Tuesday, May 4, 2010

Why F# is the language for data mining

UPDATE:
25 Sep 2012, the library libml is on bitbucket: https://bitbucket.org/blackswift/libml/. The code was written more than two years ago and has not been maintained since then. It was to accompany this article, but not to be used practically.

F# is a newly released language in Visual Studio 2010, as the 4-th language in .Net platform officially supported by Microsoft, aside with C#, VB.Net and C++/CLI. It has been a research project within Microsoft Research Cambridge for more than 5 years. Its origin could date back to the ML language designed by Turning Award winner Robin Milner in 1970s.
As a new yet old static-typed functional language designed for .Net platform, it will spread quickly in the coming years. It is such enjoyment to explore its usage in data mining, or more broadly, statistical computing area that I now share some my personal experience using it by trying to answer one question:
Why F# is the language for data mining.
This article is divided into 3 sections:
1. a review of data mining environments and a feature summary from them.
2. the answer. I list 7 reasons with 2 short examples.
3. a preview of a data mining library in F#, which will be open sourced this summer.
Before we go to the answer of this question, let’s see some existing data mining environments.

Data mining environments

Commercial:
SAS and SPSS are the main commercial data mining software. SAS has a mature macro language, also a reasonable GUI support. SPSS has a good GUI support. Their data mining algorithms are written in C/C++. The user doesn’t need to know about the underlying languages (C/C++), the data mining API is provided by a macro language (SAS) or GUI (SPSS). Using a macro language or GUI greatly eases users to perform data mining tasks.
There are also other products, e.g. the decision tree family developed by Salford.
Matlab is perhaps the most popular software in data mining community, especially in machine learning community. Although Matlab is not free, it is easily available in schools and research institutions. There are a lot of free programs in Matlab to perform data mining tasks. Matlab is so popular that putting an data mining algorithm name + "matlab" into Google gets what you need. The other reason is that the matrix operations in Matlab are efficient and convenient considering that the data tables in data mining are either dense or sparse matrices.
Free/Open source:
There are quite a lot of open source software of different quality. Here’s a list I am interested:
1. R. R is for statistics. The core part of R contains the R languages and the stable statistical procedures. The data mining part is a set of external packages. Most of the data mining models are available, e.g. Decision Trees, Neural Network, SVM, etc. R is a very capable language, however, it is not popular in data mining community.

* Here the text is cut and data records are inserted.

use std::time::Duration;

use envconfig::Envconfig;
use rdkafka::ClientConfig;

use crate::error::ConsumerError;

/// Flush cadence used when no commit interval is configured.
pub const DEFAULT_COMMIT_INTERVAL: Duration = Duration::from_secs(5);

/// Environment-level Kafka settings.
#[derive(Envconfig, Clone)]
pub struct KafkaConfig {
    #[envconfig(default = "localhost:9092")]
    pub kafka_hosts: String,

    pub kafka_consumer_group: String,

    pub kafka_consumer_topic: String,

    #[envconfig(default = "false")]
    pub kafka_tls: bool,

    #[envconfig(default = "earliest")]
    pub kafka_consumer_offset_reset: String, // earliest, latest

    // 0 disables count-based flushing; offsets still flush on the ticker.
    #[envconfig(default = "0")]
    pub kafka_commit_offset_count: usize,

    #[envconfig(default = "5000")]
    pub kafka_commit_offset_duration_ms: u64,

    // 0 means one worker per logical CPU.
    #[envconfig(default = "0")]
    pub kafka_consumer_workers: usize,
}

/// Configuration for a single consumer worker.
///
/// `client_config` is passed through to the Kafka client; the consumer
/// force-overrides the keys it owns (auto-commit, offset store, partition
/// EOF, protocol negotiation, client id) at construction.
#[derive(Clone)]
pub struct ConsumerConfig {
    pub client_config: ClientConfig,
    pub topics: Vec<String>,
    /// Flush the tracker once this many messages accumulated; 0 disables
    /// count-based flushing.
    pub commit_offset_count: usize,
    /// Flush cadence; zero falls back to [`DEFAULT_COMMIT_INTERVAL`].
    pub commit_offset_duration: Duration,
}

impl ConsumerConfig {
    pub fn new(client_config: ClientConfig, topics: Vec<String>) -> Self {
        Self {
            client_config,
            topics,
            commit_offset_count: 0,
            commit_offset_duration: DEFAULT_COMMIT_INTERVAL,
        }
    }

    /// Build a consumer config with the standard client defaults from
    /// environment-level settings.
    pub fn from_kafka_config(config: &KafkaConfig) -> Self {
        let mut client_config = ClientConfig::new();
        client_config
            .set("bootstrap.servers", &config.kafka_hosts)
            .set("group.id", &config.kafka_consumer_group)
            .set("auto.offset.reset", &config.kafka_consumer_offset_reset)
            .set("socket.timeout.ms", "10000")
            .set("session.timeout.ms", "30000")
            .set("heartbeat.interval.ms", "5000")
            .set("max.poll.interval.ms", "300000");

        if config.kafka_tls {
            client_config
                .set("security.protocol", "ssl")
                .set("enable.ssl.certificate.verification", "false");
        }

        Self {
            client_config,
            topics: vec![config.kafka_consumer_topic.clone()],
            commit_offset_count: config.kafka_commit_offset_count,
            commit_offset_duration: Duration::from_millis(config.kafka_commit_offset_duration_ms),
        }
    }

    pub fn with_commit_offset_count(mut self, count: usize) -> Self {
        self.commit_offset_count = count;
        self
    }

    pub fn with_commit_offset_duration(mut self, duration: Duration) -> Self {
        self.commit_offset_duration = duration;
        self
    }

    pub(crate) fn check(&self) -> Result<(), ConsumerError> {
        if self.topics.is_empty() {
            return Err(ConsumerError::Config("topic list is empty".to_string()));
        }
        if self.topics.iter().any(|t| t.is_empty()) {
            return Err(ConsumerError::Config("empty topic name".to_string()));
        }
        Ok(())
    }

    pub(crate) fn commit_interval(&self) -> Duration {
        if self.commit_offset_duration.is_zero() {
            DEFAULT_COMMIT_INTERVAL
        } else {
            self.commit_offset_duration
        }
    }
}

/// Configuration for a worker group.
#[derive(Clone)]
pub struct GroupConfig {
    pub consumer: ConsumerConfig,
    /// Number of workers; 0 means one per logical CPU.
    pub workers: usize,
}

impl GroupConfig {
    pub fn new(consumer: ConsumerConfig, workers: usize) -> Self {
        Self { consumer, workers }
    }

    pub fn from_kafka_config(config: &KafkaConfig) -> Self {
        Self {
            consumer: ConsumerConfig::from_kafka_config(config),
            workers: config.kafka_consumer_workers,
        }
    }

    pub(crate) fn effective_workers(&self) -> usize {
        if self.workers == 0 {
            num_cpus::get()
        } else {
            self.workers
        }
    }
}
//! Prediction outcomes and the per-image screening report

use crate::error::PipelineError;
use crate::types::family::{DiseaseFamily, DISEASED};
use chrono::{DateTime, Utc};
use serde::{Deserialize, Serialize};
use std::collections::BTreeMap;

/// User-facing warning attached to gate rejections.
pub const LOW_RELEVANCE_WARNING: &str =
    "Irrelevant or low-quality image detected. Try a clearer image.";

/// Status shown when no model contributed to a vote.
pub const UNDETERMINED: &str = "Undetermined";

/// Attached to diagnoses no model contributed to.
pub const NO_VOTE_WARNING: &str =
    "No weighted model produced a usable output, the label is not a diagnosis.";

/// Outcome of the relevance gate
#[derive(Debug, Clone, Copy, PartialEq, Serialize, Deserialize)]
pub struct RelevanceVerdict {
    /// Mean squared reconstruction error
    pub reconstruction_error: f64,
    /// Threshold the error was compared against
    pub threshold: f64,
    /// Whether the image passed the gate
    pub accepted: bool,
    /// True when no detector was loaded and the gate was bypassed
    pub skipped: bool,
}

impl RelevanceVerdict {
    /// Verdict for an image whose error was measured.
    pub fn measured(reconstruction_error: f64, threshold: f64) -> Self {
        Self {
            reconstruction_error,
            threshold,
            accepted: reconstruction_error < threshold,
            skipped: false,
        }
    }

    /// Verdict used when no detector is available.
    pub fn skipped(threshold: f64) -> Self {
        Self {
            reconstruction_error: 0.0,
            threshold,
            accepted: true,
            skipped: true,
        }
    }
}

/// Fused ensemble decision for one image
#[derive(Debug, Clone, PartialEq, Serialize, Deserialize)]
pub struct PredictionResult {
    pub family: DiseaseFamily,
    /// Winning class of the output taxonomy
    pub label: String,
    /// Confidence in percent (0.0 - 100.0)
    pub confidence: f64,
    /// Fused distribution over the output taxonomy
    pub probabilities: Vec<f64>,
    /// Output taxonomy class names, aligned with `probabilities`
    pub classes: Vec<String>,
    /// Normalized distribution of each contributing model
    pub model_probabilities: BTreeMap<String, Vec<f64>>,
    /// No model contributed; `label` is the placeholder first class
    #[serde(default)]
    pub abstained: bool,
}

impl PredictionResult {
    /// Confidence rounded to two decimals for display.
    pub fn confidence_rounded(&self) -> f64 {
        (self.confidence * 100.0).round() / 100.0
    }

    pub fn is_diseased(&self) -> bool {
        !self.abstained && self.label == DISEASED
    }

    /// Human readable status, e.g. "FMD Infected" or "Healthy".
    pub fn disease_status(&self) -> String {
        if self.abstained {
            UNDETERMINED.to_string()
        } else if self.is_diseased() {
            format!("{} Infected", self.family.code())
        } else {
            "Healthy".to_string()
        }
    }
}

/// Terminal state of a successful pipeline run
#[derive(Debug, Clone, PartialEq)]
pub enum Outcome {
    /// Image passed the gate and the ensemble voted
    Diagnosed(PredictionResult),
    /// Image failed the relevance gate; the ensemble never ran
    Rejected(RelevanceVerdict),
}

/// Report status
#[derive(Debug, Clone, Copy, PartialEq, Eq, Serialize, Deserialize)]
#[serde(rename_all = "lowercase")]
pub enum ReportStatus {
    Diagnosed,
    Rejected,
    Failed,
}

/// One line of batch output describing what happened to an input image
#[derive(Debug, Clone, Serialize, Deserialize)]
pub struct ScreeningReport {
    /// Unique report identifier
    pub report_id: String,

    /// Report generation timestamp
    pub timestamp: DateTime<Utc>,

    /// Where the image came from (file name)
    pub source: String,

    pub family: DiseaseFamily,

    pub status: ReportStatus,

    #[serde(skip_serializing_if = "Option::is_none")]
    pub label: Option<String>,

    /// Confidence in percent, rounded to two decimals
    #[serde(skip_serializing_if = "Option::is_none")]
    pub confidence: Option<f64>,

    #[serde(skip_serializing_if = "Option::is_none")]
    pub disease_status: Option<String>,

    #[serde(skip_serializing_if = "Option::is_none")]
    pub relevance: Option<RelevanceVerdict>,

    /// Warning or error text
    #[serde(skip_serializing_if = "Option::is_none")]
    pub message: Option<String>,
}

impl ScreeningReport {
    fn new(source: String, family: DiseaseFamily, status: ReportStatus) -> Self {
        Self {
            report_id: uuid::Uuid::new_v4().to_string(),
            timestamp: Utc::now(),
            source,
            family,
            status,
            label: None,
            confidence: None,
            disease_status: None,
            relevance: None,
            message: None,
        }
    }

    /// Build a report from a pipeline outcome.
    pub fn from_outcome(source: String, family: DiseaseFamily, outcome: &Outcome) -> Self {
        match outcome {
            Outcome::Diagnosed(result) => {
                let mut report = Self::new(source, family, ReportStatus::Diagnosed);
                report.label = Some(result.label.clone());
                report.confidence = Some(result.confidence_rounded());
                report.disease_status = Some(result.disease_status());
                if result.abstained {
                    report.message = Some(NO_VOTE_WARNING.to_string());
                }
                report
            }
            Outcome::Rejected(verdict) => {
                let mut report = Self::new(source, family, ReportStatus::Rejected);
                report.relevance = Some(*verdict);
                report.message = Some(LOW_RELEVANCE_WARNING.to_string());
                report
            }
        }
    }

    /// Build a report for a request that ended in an error.
    pub fn from_error(source: String, family: DiseaseFamily, error: &PipelineError) -> Self {
        Self::failed(source, family, error.to_string())
    }

    /// Build a failure report from free-form text.
    pub fn failed(source: String, family: DiseaseFamily, message: String) -> Self {
        let mut report = Self::new(source, family, ReportStatus::Failed);
        report.message = Some(message);
        report
    }
}

#[cfg(test)]
mod tests {
    use super::*;
    use crate::types::family::HEALTHY;

    fn result(label: &str, confidence: f64) -> PredictionResult {
        PredictionResult {
            family: DiseaseFamily::Fmd,
            label: label.to_string(),
            confidence,
            probabilities: vec![confidence / 100.0, 1.0 - confidence / 100.0],
            classes: vec![DISEASED.to_string(), HEALTHY.to_string()],
            model_probabilities: BTreeMap::new(),
            abstained: false,
        }
    }

    #[test]
    fn test_verdict_threshold_is_strict() {
        assert!(RelevanceVerdict::measured(0.004, 0.005).accepted);
        assert!(!RelevanceVerdict::measured(0.005, 0.005).accepted);
        assert!(!RelevanceVerdict::measured(f64::NAN, 0.005).accepted);
        assert!(RelevanceVerdict::skipped(0.005).accepted);
    }

    #[test]
    fn test_disease_status() {
        assert_eq!(result(DISEASED, 91.2).disease_status(), "FMD Infected");
        assert_eq!(result(HEALTHY, 70.0).disease_status(), "Healthy");
    }

    #[test]
    fn test_confidence_rounding() {
        assert_eq!(result(DISEASED, 66.66666).confidence_rounded(), 66.67);
    }

    #[test]
    fn test_report_serialization() {
        let outcome = Outcome::Diagnosed(result(DISEASED, 80.0));
        let report = ScreeningReport::from_outcome("cow.jpg".to_string(), DiseaseFamily::Fmd, &outcome);

        let json = serde_json::to_string(&report).unwrap();
        assert!(json.contains("\"status\":\"diagnosed\""));
        assert!(!json.contains("relevance"));

        let deserialized: ScreeningReport = serde_json::from_str(&json).unwrap();
        assert_eq!(deserialized.label.as_deref(), Some(DISEASED));
        assert_eq!(deserialized.confidence, Some(80.0));
    }

    #[test]
    fn test_rejected_report_carries_verdict() {
        let outcome = Outcome::Rejected(RelevanceVerdict::measured(0.02, 0.005));
        let report = ScreeningReport::from_outcome("car.png".to_string(), DiseaseFamily::Lsd, &outcome);

        assert_eq!(report.status, ReportStatus::Rejected);
        assert_eq!(report.label, None);
        assert_eq!(report.message.as_deref(), Some(LOW_RELEVANCE_WARNING));
        assert_eq!(report.relevance.map(|v| v.accepted), Some(false));
    }

    #[test]
    fn test_abstained_vote_is_not_an_infection() {
        let mut abstained = result(DISEASED, 0.0);
        abstained.abstained = true;

        assert!(!abstained.is_diseased());
        assert_eq!(abstained.disease_status(), "Undetermined");

        let report = ScreeningReport::from_outcome(
            "cow.jpg".to_string(),
            DiseaseFamily::Fmd,
            &Outcome::Diagnosed(abstained),
        );
        assert_eq!(report.disease_status.as_deref(), Some("Undetermined"));
        assert_eq!(report.message.as_deref(), Some(NO_VOTE_WARNING));
    }
}
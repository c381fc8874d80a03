//! Autoencoder relevance gate.
//!
//! The detector is trained to reconstruct photos of the expected subject.
//! Anything it reconstructs poorly is treated as off-distribution and never
//! reaches the classifiers.

use crate::error::Result;
use crate::models::registry::ModelHandle;
use crate::preprocess::ImageTensor;
use crate::types::report::RelevanceVerdict;
use serde::{Deserialize, Serialize};
use tracing::debug;

/// Tight threshold, used end to end by default.
pub const STRICT_THRESHOLD: f64 = 0.005;
/// Looser threshold that lets through noisier photos.
pub const SMOOTH_THRESHOLD: f64 = 0.0075;

/// Named reconstruction-error threshold
#[derive(Debug, Clone, Copy, PartialEq, Eq, Default, Serialize, Deserialize)]
#[serde(rename_all = "lowercase")]
pub enum ThresholdProfile {
    #[default]
    Strict,
    Smooth,
}

impl ThresholdProfile {
    pub fn threshold(self) -> f64 {
        match self {
            ThresholdProfile::Strict => STRICT_THRESHOLD,
            ThresholdProfile::Smooth => SMOOTH_THRESHOLD,
        }
    }
}

/// Accepts an image iff its reconstruction error is strictly below the
/// threshold.
#[derive(Debug, Clone, Copy)]
pub struct RelevanceGate {
    threshold: f64,
}

impl RelevanceGate {
    pub fn new(threshold: f64) -> Self {
        Self { threshold }
    }

    pub fn threshold(&self) -> f64 {
        self.threshold
    }

    /// Score `image` (0-1 scaled) against the detector. Without a detector the
    /// gate accepts everything.
    pub fn check(
        &self,
        image: &ImageTensor,
        detector: Option<&ModelHandle>,
    ) -> Result<RelevanceVerdict> {
        let Some(detector) = detector else {
            return Ok(RelevanceVerdict::skipped(self.threshold));
        };

        let (reconstruction, elapsed) = detector.infer(image)?;
        let error = image.mean_squared_error(&reconstruction)?;
        let verdict = RelevanceVerdict::measured(error, self.threshold);

        debug!(
            reconstruction_error = error,
            threshold = self.threshold,
            accepted = verdict.accepted,
            elapsed_us = elapsed.as_micros() as u64,
            "Relevance check complete"
        );

        Ok(verdict)
    }
}

impl Default for RelevanceGate {
    fn default() -> Self {
        Self::new(STRICT_THRESHOLD)
    }
}
//! Per-request prediction pipeline.
//!
//! A request moves strictly forward through
//! `Received -> Preprocessed -> Gated -> Voted`, stopping early at the gate
//! when the image is rejected, or at any stage on error.

use crate::config::AppConfig;
use crate::error::{PipelineError, Result};
use crate::metrics::PipelineMetrics;
use crate::models::ensemble::{EnsembleVoter, Vote};
use crate::models::registry::ModelRegistry;
use crate::models::relevance::RelevanceGate;
use crate::preprocess::{ImagePreprocessor, PixelScale};
use crate::types::family::DiseaseFamily;
use crate::types::report::{Outcome, PredictionResult};
use std::collections::BTreeMap;
use std::fmt;
use std::sync::Arc;
use std::time::Instant;
use tracing::{debug, error, info, warn};

/// Stage a request last reached
#[derive(Debug, Clone, Copy, PartialEq, Eq)]
pub enum Stage {
    Received,
    Preprocessed,
    Gated,
    Voted,
}

impl fmt::Display for Stage {
    fn fmt(&self, f: &mut fmt::Formatter<'_>) -> fmt::Result {
        let name = match self {
            Stage::Received => "received",
            Stage::Preprocessed => "preprocessed",
            Stage::Gated => "gated",
            Stage::Voted => "voted",
        };
        f.write_str(name)
    }
}

/// Static per-family plan resolved from configuration at startup
#[derive(Debug, Clone)]
struct FamilyPlan {
    voter: EnsembleVoter,
    pixel_scale: PixelScale,
}

/// Relevance-gated ensemble pipeline over a shared model registry
pub struct PredictionPipeline {
    registry: Arc<ModelRegistry>,
    preprocessor: ImagePreprocessor,
    gate: RelevanceGate,
    plans: BTreeMap<DiseaseFamily, FamilyPlan>,
    metrics: Arc<PipelineMetrics>,
}

impl PredictionPipeline {
    /// Create a pipeline from validated configuration and a loaded registry
    pub fn new(config: &AppConfig, registry: Arc<ModelRegistry>) -> Self {
        let plans = config
            .families
            .iter()
            .map(|(family, family_config)| {
                let plan = FamilyPlan {
                    voter: EnsembleVoter::new(
                        family,
                        family_config.weights.clone(),
                        family_config.taxonomy.clone(),
                    ),
                    pixel_scale: family_config.pixel_scale,
                };
                (family, plan)
            })
            .collect();

        let gate = RelevanceGate::new(config.relevance.threshold());

        info!(
            threshold = gate.threshold(),
            detector = registry.detector().is_some(),
            "Prediction pipeline initialized"
        );

        Self {
            registry,
            preprocessor: ImagePreprocessor::new(),
            gate,
            plans,
            metrics: Arc::new(PipelineMetrics::new()),
        }
    }

    pub fn metrics(&self) -> &Arc<PipelineMetrics> {
        &self.metrics
    }

    /// Screen one uploaded image for `family`.
    ///
    /// Gate rejection is a successful [`Outcome::Rejected`]; decode failures,
    /// missing models and inference failures are errors.
    pub fn predict(&self, image_bytes: &[u8], family: DiseaseFamily) -> Result<Outcome> {
        let start_time = Instant::now();
        let mut stage = Stage::Received;

        let result = self.run(image_bytes, family, &mut stage);
        let elapsed = start_time.elapsed();

        match &result {
            Ok(outcome) => self.metrics.record_outcome(outcome, elapsed),
            Err(e) => {
                self.metrics.record_failure(elapsed);
                error!(
                    family = %family,
                    stage = %stage,
                    error = %e,
                    "Prediction failed"
                );
            }
        }

        result
    }

    fn run(&self, image_bytes: &[u8], family: DiseaseFamily, stage: &mut Stage) -> Result<Outcome> {
        let image = self.preprocessor.prepare(image_bytes)?;
        *stage = Stage::Preprocessed;
        let (width, height) = image.original_dimensions();
        debug!(family = %family, width, height, "Image decoded");

        let verdict = self
            .gate
            .check(&image.tensor(PixelScale::Unit)?, self.registry.detector())?;
        self.metrics.record_relevance(&verdict);
        *stage = Stage::Gated;

        if !verdict.accepted {
            info!(
                family = %family,
                reconstruction_error = verdict.reconstruction_error,
                threshold = verdict.threshold,
                "Image rejected by relevance gate"
            );
            return Ok(Outcome::Rejected(verdict));
        }

        let plan = self
            .plans
            .get(&family)
            .ok_or(PipelineError::ModelsUnavailable { family })?;
        let handles = self.registry.classifiers(family)?;

        let tensor = image.tensor(plan.pixel_scale)?;
        let vote = plan.voter.vote(&tensor, handles)?;
        *stage = Stage::Voted;

        for (model, elapsed) in &vote.model_times {
            self.metrics
                .record_model_time(&format!("{}/{}", family.code(), model), *elapsed);
        }
        if vote.contributing_weight == 0.0 {
            warn!(family = %family, "Vote produced without any weighted model");
        }

        let result = prediction_result(family, vote);
        debug!(
            family = %family,
            label = %result.label,
            confidence = result.confidence,
            "Prediction complete"
        );

        Ok(Outcome::Diagnosed(result))
    }
}

fn prediction_result(family: DiseaseFamily, vote: Vote) -> PredictionResult {
    PredictionResult {
        family,
        label: vote.label,
        confidence: vote.confidence * 100.0,
        probabilities: vote.probabilities,
        classes: vote.taxonomy.classes().to_vec(),
        model_probabilities: vote.model_probabilities,
        abstained: vote.contributing_weight == 0.0,
    }
}

#[cfg(test)]
mod tests {
    use super::*;
    use crate::models::testing::{png_bytes, ConstantReconstruction, FixedOutput, Identity};
    use crate::types::family::{DISEASED, HEALTHY};
    use approx::assert_abs_diff_eq;
    use std::sync::atomic::Ordering;
    use std::thread;

    fn config() -> AppConfig {
        let mut config = AppConfig::default();
        config.families.get_mut(DiseaseFamily::Lsd).weights =
            BTreeMap::from([("a".to_string(), 1.0), ("b".to_string(), 1.0)]);
        config.families.get_mut(DiseaseFamily::Fmd).weights =
            BTreeMap::from([("a".to_string(), 1.0)]);
        config
    }

    fn black_png() -> Vec<u8> {
        png_bytes(64, 48, [0, 0, 0])
    }

    #[test]
    fn test_binary_family_diagnosis() {
        let registry = ModelRegistry::new()
            .with_detector(Box::new(Identity))
            .with_classifier(DiseaseFamily::Lsd, "a", Box::new(FixedOutput::new(vec![0.9, 0.1])))
            .with_classifier(DiseaseFamily::Lsd, "b", Box::new(FixedOutput::new(vec![0.3, 0.7])));
        let pipeline = PredictionPipeline::new(&config(), Arc::new(registry));

        let outcome = pipeline.predict(&black_png(), DiseaseFamily::Lsd).unwrap();

        let Outcome::Diagnosed(result) = outcome else {
            panic!("expected a diagnosis, got {:?}", outcome);
        };
        assert_eq!(result.label, DISEASED);
        assert_abs_diff_eq!(result.confidence, 60.0, epsilon = 1e-4);
        assert_eq!(result.confidence_rounded(), 60.0);
        assert_eq!(result.disease_status(), "LSD Infected");
        assert_eq!(result.model_probabilities.len(), 2);
    }

    #[test]
    fn test_four_way_family_diagnosis() {
        let registry = ModelRegistry::new().with_classifier(
            DiseaseFamily::Fmd,
            "a",
            Box::new(FixedOutput::new(vec![0.1, 0.1, 0.4, 0.4])),
        );
        let pipeline = PredictionPipeline::new(&config(), Arc::new(registry));

        let outcome = pipeline.predict(&black_png(), DiseaseFamily::Fmd).unwrap();

        let Outcome::Diagnosed(result) = outcome else {
            panic!("expected a diagnosis, got {:?}", outcome);
        };
        assert_eq!(result.classes, vec![DISEASED.to_string(), HEALTHY.to_string()]);
        assert_eq!(result.label, HEALTHY);
        assert_abs_diff_eq!(result.confidence, 80.0, epsilon = 1e-4);
        assert_eq!(result.disease_status(), "Healthy");
    }

    #[test]
    fn test_rejected_image_never_reaches_ensemble() {
        let classifier = FixedOutput::new(vec![0.9, 0.1]);
        let calls = classifier.calls();
        let registry = ModelRegistry::new()
            .with_detector(Box::new(ConstantReconstruction(0.5)))
            .with_classifier(DiseaseFamily::Lsd, "a", Box::new(classifier));
        let pipeline = PredictionPipeline::new(&config(), Arc::new(registry));

        let outcome = pipeline.predict(&black_png(), DiseaseFamily::Lsd).unwrap();

        let Outcome::Rejected(verdict) = outcome else {
            panic!("expected a rejection, got {:?}", outcome);
        };
        assert!(!verdict.accepted);
        assert_eq!(verdict.reconstruction_error, 0.25);
        assert_eq!(calls.load(Ordering::SeqCst), 0);
        assert_eq!(pipeline.metrics().requests_rejected.load(Ordering::Relaxed), 1);
    }

    #[test]
    fn test_no_models_for_family() {
        let registry = ModelRegistry::new()
            .with_classifier(DiseaseFamily::Lsd, "a", Box::new(FixedOutput::new(vec![0.9, 0.1])));
        let pipeline = PredictionPipeline::new(&config(), Arc::new(registry));

        let err = pipeline.predict(&black_png(), DiseaseFamily::Fmd).unwrap_err();
        assert!(matches!(
            err,
            PipelineError::ModelsUnavailable { family: DiseaseFamily::Fmd }
        ));
        assert_eq!(pipeline.metrics().requests_failed.load(Ordering::Relaxed), 1);
    }

    #[test]
    fn test_inference_failure_fails_request() {
        let registry = ModelRegistry::new()
            .with_classifier(DiseaseFamily::Lsd, "a", Box::new(FixedOutput::new(vec![0.9, 0.1])))
            .with_classifier(DiseaseFamily::Lsd, "b", Box::new(FixedOutput::failing()));
        let pipeline = PredictionPipeline::new(&config(), Arc::new(registry));

        let err = pipeline.predict(&black_png(), DiseaseFamily::Lsd).unwrap_err();
        assert!(err.is_inference());
    }

    #[test]
    fn test_undecodable_upload_runs_no_model() {
        let detector = FixedOutput::new(vec![]);
        let detector_calls = detector.calls();
        let registry = ModelRegistry::new()
            .with_detector(Box::new(detector))
            .with_classifier(DiseaseFamily::Lsd, "a", Box::new(FixedOutput::new(vec![0.9, 0.1])));
        let pipeline = PredictionPipeline::new(&config(), Arc::new(registry));

        let err = pipeline.predict(b"GIF89a nope", DiseaseFamily::Lsd).unwrap_err();
        assert!(matches!(err, PipelineError::Decode(_)));
        assert_eq!(detector_calls.load(Ordering::SeqCst), 0);
    }

    #[test]
    fn test_repeat_predictions_are_identical() {
        let registry = ModelRegistry::new()
            .with_classifier(DiseaseFamily::Lsd, "a", Box::new(FixedOutput::new(vec![0.61, 0.39])))
            .with_classifier(DiseaseFamily::Lsd, "b", Box::new(FixedOutput::new(vec![0.2, 0.8])));
        let pipeline = PredictionPipeline::new(&config(), Arc::new(registry));
        let bytes = black_png();

        let first = pipeline.predict(&bytes, DiseaseFamily::Lsd).unwrap();
        let second = pipeline.predict(&bytes, DiseaseFamily::Lsd).unwrap();
        assert_eq!(first, second);
    }

    #[test]
    fn test_vote_without_weighted_models_is_undetermined() {
        let mut config = config();
        config.families.get_mut(DiseaseFamily::Lsd).weights =
            BTreeMap::from([("a".to_string(), 0.0)]);
        let registry = ModelRegistry::new()
            .with_classifier(DiseaseFamily::Lsd, "a", Box::new(FixedOutput::new(vec![0.9, 0.1])));
        let pipeline = PredictionPipeline::new(&config, Arc::new(registry));

        let outcome = pipeline.predict(&black_png(), DiseaseFamily::Lsd).unwrap();

        let Outcome::Diagnosed(result) = outcome else {
            panic!("expected a diagnosis, got {:?}", outcome);
        };
        assert!(result.abstained);
        assert_eq!(result.confidence, 0.0);
        assert_eq!(result.disease_status(), "Undetermined");
    }

    #[test]
    fn test_concurrent_requests_share_one_pipeline() {
        const THREADS: usize = 8;
        const REQUESTS: usize = 5;

        let a = FixedOutput::new(vec![0.9, 0.1]);
        let b = FixedOutput::new(vec![0.3, 0.7]);
        let (a_calls, b_calls) = (a.calls(), b.calls());
        let registry = ModelRegistry::new()
            .with_detector(Box::new(Identity))
            .with_classifier(DiseaseFamily::Lsd, "a", Box::new(a))
            .with_classifier(DiseaseFamily::Lsd, "b", Box::new(b));
        let pipeline = Arc::new(PredictionPipeline::new(&config(), Arc::new(registry)));
        let bytes = black_png();
        let expected = pipeline.predict(&bytes, DiseaseFamily::Lsd).unwrap();

        let outcomes: Vec<Outcome> = thread::scope(|scope| {
            let workers: Vec<_> = (0..THREADS)
                .map(|_| {
                    let pipeline = Arc::clone(&pipeline);
                    let bytes = &bytes;
                    scope.spawn(move || {
                        (0..REQUESTS)
                            .map(|_| pipeline.predict(bytes, DiseaseFamily::Lsd).unwrap())
                            .collect::<Vec<_>>()
                    })
                })
                .collect();
            workers
                .into_iter()
                .flat_map(|worker| worker.join().unwrap())
                .collect()
        });

        let total = THREADS * REQUESTS;
        assert_eq!(outcomes.len(), total);
        assert!(outcomes.iter().all(|outcome| *outcome == expected));
        assert_eq!(a_calls.load(Ordering::SeqCst), total + 1);
        assert_eq!(b_calls.load(Ordering::SeqCst), total + 1);
        assert_eq!(
            pipeline.metrics().requests_processed.load(Ordering::Relaxed),
            total as u64 + 1
        );
    }
}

For data mining and machine learning, Matlab is more popular than R. R core does not support sparse data, thus a lot of extensions do not consider this support, which is extremely important. As in data mining, a lot of datasets are sparse, a tool that has sparse and large scale design in the beginning is very critical for performing data mining.
2. Weka. Weka is the most famous open source software in data mining and machine learning field. If data mining has three perspectives: database, machine learning and statistics[2]. Weka is from the second. Weka is widely used in data mining courses, in which instructors are able to show a lot of data mining algorithms to the students, turning the formulas in the book into several mouse clicks and the resulting figures and graphs. Who use Weka for serious data analysis? As I know, most people only use Weka’s decision tree implementation J48, because decision tree is really useful sometimes and Weka is handy to run to get the tree and its results are close to the standard C4.5's. But its usage is often on dense data set, as building a tree on sparse data sets costs a huge amount of memory in Weka. Weka does support sparse dataset, however, the performance is very bad, the speed is slow, the memory usage is unacceptable. The design in Weka is too general, thus sacrifices the speed.
Weka is written in Java. So the extensions to Weka, e.g. a different boosting scheme for trees, are usually written in Java. This kind of task is better done in a language like R or Matlab, i.e. a interpreted script language, not in Java. There are interpreted languages in JVM, most notably, Scala and Clojure. Calling Weka from Scala or Clojure will be a good idea.
3. Orange. Orange is written in Python and C++. All data mining algorithms are coded in C++ for performance’s sake. Python is used as the script language to call the algorithms and the language to build the GUI. Using Python in data mining is a great idea. It is interpreted, an concise language to read and write, easy binding to C/C++. Orange only supports dense data set.
4. Lush. Designed by Prof. Yann LeCun. He is a big figure in machine learning, a definite expert. There are not so many researchers, who write great programs, and write great papers at the same time. Prof. LeCun is one of the few. Lush is a Lisp environment with bindings to algorithms written in C/C++. The neural network in it is mature. Lisp is good, very expressive. However, nowadays, not many people write it.
after we have seen a set of data mining software, we can draw a conclusion on

the most favored features of a data mining environment:

1. Data mining algorithms are built in. The implementation should reliable and efficient. It should supports dense and sparse datasets equally well. It should also be robust, e.g. effectively handle missing values, large datasets, etc.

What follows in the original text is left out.